Glenn O'Brien could write and write well which is the thing great magazines are made of - not white spaces.
jwdy001
You said it! For a year or so Interview was headed back to importance. Now its headed back to impotence. What a waste.
Terrance72
Doesn't it seem to be a little odd that you would set out to re-create a magazine (particularly one called Interview) and be so driven by the sense of the atheistic that you make the font size so small that it can't be read. Talk about form over function? What's the demographic here? The well healed, fashion conscious consumer with extraordinarily good eyesight. Isn't that a little like redesigning a car with square wheels because those tired old round ones have been just so done?

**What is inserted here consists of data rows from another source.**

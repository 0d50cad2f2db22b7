//! Error handling for MapScope
//!
//! Provides the error taxonomy shared by every crate in the workspace:
//! - Validation errors (missing or malformed user input)
//! - Not-ready errors (render surface or collaborator not initialized)
//! - Service errors (feature, routing and raster info requests)
//! - Geometry errors (measurement and buffer computation)
//!
//! Stale async results are not errors; they are reported as a
//! discarded outcome by the caller that checked staleness.
//!
//! All error types use `thiserror` for ergonomic error handling.

use thiserror::Error;

/// Validation error type
///
/// Raised before any computation runs when the operator's input is
/// incomplete. Validation failures never mutate state.
#[derive(Error, Debug, Clone, PartialEq)]
pub enum ValidationError {
    /// No layer was chosen
    #[error("Select a layer first")]
    NoLayerSelected,

    /// No attribute field was chosen
    #[error("Select an attribute field")]
    NoFieldSelected,

    /// The query value is empty after trimming
    #[error("Enter a query value")]
    EmptyValue,

    /// The layer does not exist or is not loaded
    #[error("Layer {layer_id} does not exist or is not loaded")]
    UnknownLayer {
        /// The requested layer identifier.
        layer_id: String,
    },

    /// Comparison operator is not recognised
    #[error("Unknown operator: {operator}")]
    UnknownOperator {
        /// The operator text that failed to parse.
        operator: String,
    },

    /// Buffer distance is zero, negative or not a number
    #[error("Enter a valid buffer distance (got {distance})")]
    InvalidDistance {
        /// The rejected distance in meters.
        distance: f64,
    },

    /// The layer has no features yet
    #[error("Layer {layer_id} has no features (still loading or empty)")]
    LayerEmpty {
        /// The layer identifier.
        layer_id: String,
    },

    /// A route needs both endpoints
    #[error("Route is missing its {endpoint} point")]
    MissingRouteEndpoint {
        /// Either "start" or "end".
        endpoint: String,
    },
}

/// Not-ready error type
///
/// The map surface or a collaborator has not been initialized yet.
/// The action is aborted and retried lazily on the next user action.
#[derive(Error, Debug, Clone, PartialEq)]
pub enum NotReadyError {
    /// Rendering surface has not finished initializing
    #[error("Map surface is not ready")]
    Surface,

    /// A collaborator has not been configured
    #[error("{collaborator} is not available")]
    Collaborator {
        /// Name of the missing collaborator.
        collaborator: String,
    },
}

/// Service error type
///
/// Represents failures of remote HTTP collaborators.
#[derive(Error, Debug, Clone, PartialEq)]
pub enum ServiceError {
    /// The request could not be sent or the connection failed
    #[error("{service} request failed: {reason}")]
    RequestFailed {
        /// Name of the service.
        service: String,
        /// Transport level reason.
        reason: String,
    },

    /// The server answered with a non-success HTTP status
    #[error("{service} returned HTTP {status}")]
    HttpStatus {
        /// Name of the service.
        service: String,
        /// HTTP status code.
        status: u16,
    },

    /// The body could not be decoded
    #[error("{service} returned an invalid response: {reason}")]
    InvalidResponse {
        /// Name of the service.
        service: String,
        /// Decoding failure.
        reason: String,
    },

    /// The server answered but reported a failure in its payload
    #[error("{service} rejected the request: {code}")]
    Rejected {
        /// Name of the service.
        service: String,
        /// Application level status code.
        code: String,
    },

    /// The background task running the request was cancelled or panicked
    #[error("{service} task aborted")]
    TaskAborted {
        /// Name of the service.
        service: String,
    },
}

/// Geometry error type
#[derive(Error, Debug, Clone, PartialEq)]
pub enum GeometryError {
    /// Geometry has no coordinates
    #[error("Geometry is empty")]
    Empty,

    /// Geometry is malformed (e.g. ring with fewer than three vertices)
    #[error("Invalid geometry: {reason}")]
    Invalid {
        /// The reason the geometry is invalid.
        reason: String,
    },

    /// GeoJSON geometry type is not handled
    #[error("Unsupported geometry type: {geometry_type}")]
    Unsupported {
        /// The unsupported type name.
        geometry_type: String,
    },

    /// Buffer computation produced nothing usable
    #[error("Buffer failed: {reason}")]
    BufferFailed {
        /// The reason the buffer failed.
        reason: String,
    },
}

/// Main error type for MapScope
///
/// A unified error type that can represent any error from all layers.
/// This is the primary error type used in public APIs.
#[derive(Error, Debug)]
pub enum Error {
    /// Validation error
    #[error(transparent)]
    Validation(#[from] ValidationError),

    /// Not-ready error
    #[error(transparent)]
    NotReady(#[from] NotReadyError),

    /// Service error
    #[error(transparent)]
    Service(#[from] ServiceError),

    /// Geometry error
    #[error(transparent)]
    Geometry(#[from] GeometryError),

    /// Standard I/O error
    #[error("I/O error: {0}")]
    Io(#[from] std::io::Error),

    /// JSON error
    #[error("JSON error: {0}")]
    Json(#[from] serde_json::Error),

    /// Generic error
    #[error("{0}")]
    Other(String),
}

impl Error {
    /// Create an error from a string message
    pub fn other(msg: impl Into<String>) -> Self {
        Error::Other(msg.into())
    }

    /// Check if this is a validation error
    pub fn is_validation(&self) -> bool {
        matches!(self, Error::Validation(_))
    }

    /// Check if this is a not-ready error
    pub fn is_not_ready(&self) -> bool {
        matches!(self, Error::NotReady(_))
    }

    /// Check if this is a remote service error
    pub fn is_service_error(&self) -> bool {
        matches!(self, Error::Service(_))
    }

    /// Check if this is a geometry error
    pub fn is_geometry_error(&self) -> bool {
        matches!(self, Error::Geometry(_))
    }
}

/// Result type using Error
pub type Result<T> = std::result::Result<T, Error>;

I must be a philistine but I'll never understand the creative mind.
Bluefish
For what it worth Interview is the only magazine Im buying at the moment, as for small type.? sorry it looks fine to me.! what annoys me intensly is people being negative about great talent.! if you don't get great design its all here in interview, stick with it and you'll find this is what print should be doing more of.! making people talk, making print sexy again, when i saw Barons redesign i was so happy that there WAS a magazine i could look forward to buying again, Go Son.
jwdy001
Interview was never meant to be a copy of V. Perhaps he should have started a new magazine for people who love fashion and design but don't read? At least there wouldn't be any subscribers left disappointed. The magazine used to surprise and inspire...alas, no more.
Thank you.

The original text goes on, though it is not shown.